New Daily Persistent Headache Support Group

I am so pleased to hear you have your diagnosis and I wish you a speedy recovery

I wish Lyme was the answer for more people. Of course, no one wants Lyme disease but when you've been dealing with a headache for months and years, desperation would make most of us eager for an answer and for something more treatable.

My story is, in some ways, quite similar to your own. I had headaches for a few months before the onset of my constant headache, which started around April/May 2011. I too can't be sure of the exact date, I was getting a lot of headaches and I was going out and drinking, so it's kind of blurred when my headache became constant. This history is different to the typical NDPH patient, who, I understand, can pin point the exact date, and even minute, of the onset of their headache.

I live on a farm in an endemic are and in the summer before my headaches began, I spent probably every day outside in the countryside; so it is very possible that I could have been bitten by a tick. I had been on doxy for a few weeks, in case it is Lyme, but stopped as it made my headache significantly worse. I recently started taking the doxy again and have not yet noticed any changes in my headache.

I personally do not think I have Lyme, but it would not be impossible that I do have it. I do think it is a route that every NDPH sufferer should go down, if only to rule out.

Hope you feel better soon

Yay! So did you not have a problem finding a Lyme literate doctor? I wish you luck in the treatment plan. Unfortunately I hear of some folks still struggling for months or years with it, but I think its still a much better chance of recovery (and full recovery at that) than NDPH alone for those who have it. I would love to be told its Lyme. Is the cost reasonable for the doctor? I've always heard its not (and I already checked and no one in WA state takes insurance who is considered Lyme literate) so that has been a hindrance for me pursing it. Also, I've read that for some folks who have had it so long, they need IV antibiotics, which not all doctors will do, and thats when it gets expensive too. Hopefully more neuros will start to recognize Lyme as a cause for some of us. I know none of mine mentioned it, and the one which I did ask about it took the more typical doctor's response that it would be more obvious if it was Lyme (remember a bite, more symptoms, etc). Definitely keep us posted. Congrats! lol Best wishes.

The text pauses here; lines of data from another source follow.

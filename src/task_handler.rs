//! The `cdp` task type: run one command against the leased instance.

use std::collections::HashMap;
use std::sync::Arc;

use cdp_adapter::config::{Endpoint, TransportConfig};
use cdp_adapter::{
    discover_browser_target, list_targets, AdapterResult, CommandIds, Dispatcher, ResponseBus,
};
use cdpctl_scheduler::{Lease, SchedulerError, Task, TaskHandler};
use parking_lot::Mutex;
use serde_json::Value;
use tracing::{debug, warn};

pub const CDP_TASK_TYPE: &str = "cdp";

/// Task data is `{"method": "...", "params": {...}, "timeout_ms": 0, "target": "page/ID"}`;
/// only `method` is required.
///
/// A reply that carries a CDP `error` still completes the task: the browser
/// answered, so retrying would not change the outcome. Transport failures
/// fail the task and let the scheduler's retry budget decide.
pub struct CdpTaskHandler {
    host: String,
    transport: TransportConfig,
    connections: Mutex<HashMap<ConnectionKey, Arc<Dispatcher>>>,
}

/// Instance plus the explicit target, `None` for the instance's default page.
type ConnectionKey = (u32, Option<String>);

impl CdpTaskHandler {
    pub fn new(host: impl Into<String>, transport: TransportConfig) -> Self {
        Self {
            host: host.into(),
            transport,
            connections: Mutex::new(HashMap::new()),
        }
    }

    fn dispatcher(&self, lease: &Lease, target: Option<&str>) -> AdapterResult<Arc<Dispatcher>> {
        let key = (lease.instance_id, target.map(str::to_string));
        if let Some(existing) = self.connections.lock().get(&key) {
            return Ok(Arc::clone(existing));
        }

        let endpoint = Endpoint::new(self.host.clone(), lease.debug_port);
        let target = match target {
            Some(target) => target.to_string(),
            None => default_target(&endpoint, &self.transport)?,
        };
        let dispatcher = Arc::new(Dispatcher::connect(
            endpoint,
            target.clone(),
            self.transport.clone(),
            Arc::new(CommandIds::new()),
            Arc::new(ResponseBus::new()),
        )?);
        debug!(instance = lease.instance_id, port = lease.debug_port, %target, "task connection opened");
        let mut connections = self.connections.lock();
        // a concurrent task on the same key may have connected first
        let cached = connections.entry(key).or_insert_with(|| Arc::clone(&dispatcher));
        if !Arc::ptr_eq(cached, &dispatcher) {
            let winner = Arc::clone(cached);
            drop(connections);
            dispatcher.close();
            return Ok(winner);
        }
        Ok(dispatcher)
    }

    fn forget(&self, key: &ConnectionKey) {
        if let Some(dispatcher) = self.connections.lock().remove(key) {
            dispatcher.close();
        }
    }

    /// Close every cached connection to `instance_id`; called when the
    /// instance is killed or its process is replaced.
    pub fn forget_instance(&self, instance_id: u32) -> usize {
        let closed: Vec<Arc<Dispatcher>> = {
            let mut connections = self.connections.lock();
            let keys: Vec<ConnectionKey> = connections
                .keys()
                .filter(|(id, _)| *id == instance_id)
                .cloned()
                .collect();
            keys.iter()
                .filter_map(|key| connections.remove(key))
                .collect()
        };
        for dispatcher in &closed {
            dispatcher.close();
        }
        closed.len()
    }

    pub fn forget_instances(&self) {
        let closed: Vec<Arc<Dispatcher>> =
            self.connections.lock().drain().map(|(_, dispatcher)| dispatcher).collect();
        for dispatcher in closed {
            dispatcher.close();
        }
    }

    pub fn open_connections(&self) -> usize {
        self.connections.lock().len()
    }
}

impl TaskHandler for CdpTaskHandler {
    fn execute(&self, task: &Task, lease: &Lease) -> Result<Value, SchedulerError> {
        let method = task
            .data
            .get("method")
            .and_then(Value::as_str)
            .ok_or_else(|| SchedulerError::Handler("task data has no \"method\"".into()))?;
        let params = task.data.get("params").cloned();
        let timeout_ms = task
            .data
            .get("timeout_ms")
            .and_then(Value::as_i64)
            .unwrap_or(0);
        let target = task.data.get("target").and_then(Value::as_str);

        let dispatcher = self
            .dispatcher(lease, target)
            .map_err(|err| SchedulerError::Handler(err.to_string()))?;
        match dispatcher.call_cmd(method, params, timeout_ms) {
            Ok(reply) => Ok(reply.into_value()),
            Err(err) => {
                if err.is_connection_dead() {
                    warn!(instance = lease.instance_id, %err, "dropping dead task connection");
                    self.forget(&(lease.instance_id, target.map(str::to_string)));
                }
                Err(SchedulerError::Handler(err.to_string()))
            }
        }
    }
}

/// First page target, else the browser target.
pub fn default_target(endpoint: &Endpoint, cfg: &TransportConfig) -> AdapterResult<String> {
    let targets = list_targets(endpoint, cfg)?;
    let page = targets.iter().find_map(|target| {
        let is_page = target.get("type").and_then(Value::as_str) == Some("page");
        let id = target.get("id").and_then(Value::as_str)?;
        is_page.then(|| format!("page/{id}"))
    });
    match page {
        Some(page) => Ok(page),
        None => discover_browser_target(endpoint, cfg),
    }
}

Great news Geologic! I'm so glad you have both a diagnosis and an excellent doctor It sounds like you are on the right track. Keep us updated with how you are going.

I am glad to hear that you have a diagnosis and found a doctor and are getting treated too. I hope that your headache starts to improve before too long (though I know treating LYME is not an overnight sort of thing either). Please do keep us posted with how things go for you.

Hey everyone. Just wanted to post another quick update:

I've been doing the lyme treatment for about a year now and maybe it's helped a little bit but it hasn't made the headache go away. My lyme doctor seems confident that I will see my symptoms disappear soon. I'm currently on Doryx, Tindamax, Malarone, and Rifampin to treat lyme and co-infections. My headache is low averaging around a 3 which is definitely better than when it started but it's hard to tell what's helped bring it down.

I saw Dr. Rozen recently and he suggested seeing a lyme-neurologist to follow up to see if I really have lyme disease or not. We're trying physical therapy for my neck which he said has cured people. He also mentioned that he has seen people react well to anti-viral drugs of some sort so that is also a possibility. We're also doing some more MRI-type scans to rule out other causes.

I'm sure there's a lot of great doctors out there but I feel like for NDPH, there's no one in the world that compares to Dr. Rozen. If you have a headache that fits the criteria for NDPH, I highly suggest you see Dr. Todd Rozen in PA. I wish I had just seen him initially but I'm happy now because I feel like I'm finally on the right path.

Thanks for the update. Glad you are doing a bit better, but I imagine its disappointing that this hasn't been a cure (or at least yet). I've only heard good things about Dr. Rozen. Its awesome you were even able to see him. Best wishes.

Hi Geologic, thanks for coming back in to update. I'm sorry that after a year of lyme treatment you aren't pain free, it does sound like you are on the right track though! Getting your pain down to a 3 is fantastic. It seems as though once people have a sustained improvement in pain levels they tend to continue to improve over time, even if the progress is slow. This has pretty much been the case with me. I've been improving over the last 2 years and now have some time pain free. It was a very gradual improvement though. My neurologist seems to think it takes time for the nerves, nerve pathways and abberant pain signals to heal/improve.

I hope you manage to hang in there and keep seeing some improvement. I"m glad you are finding Dr Rozen so helpful, he seems very highly regarded!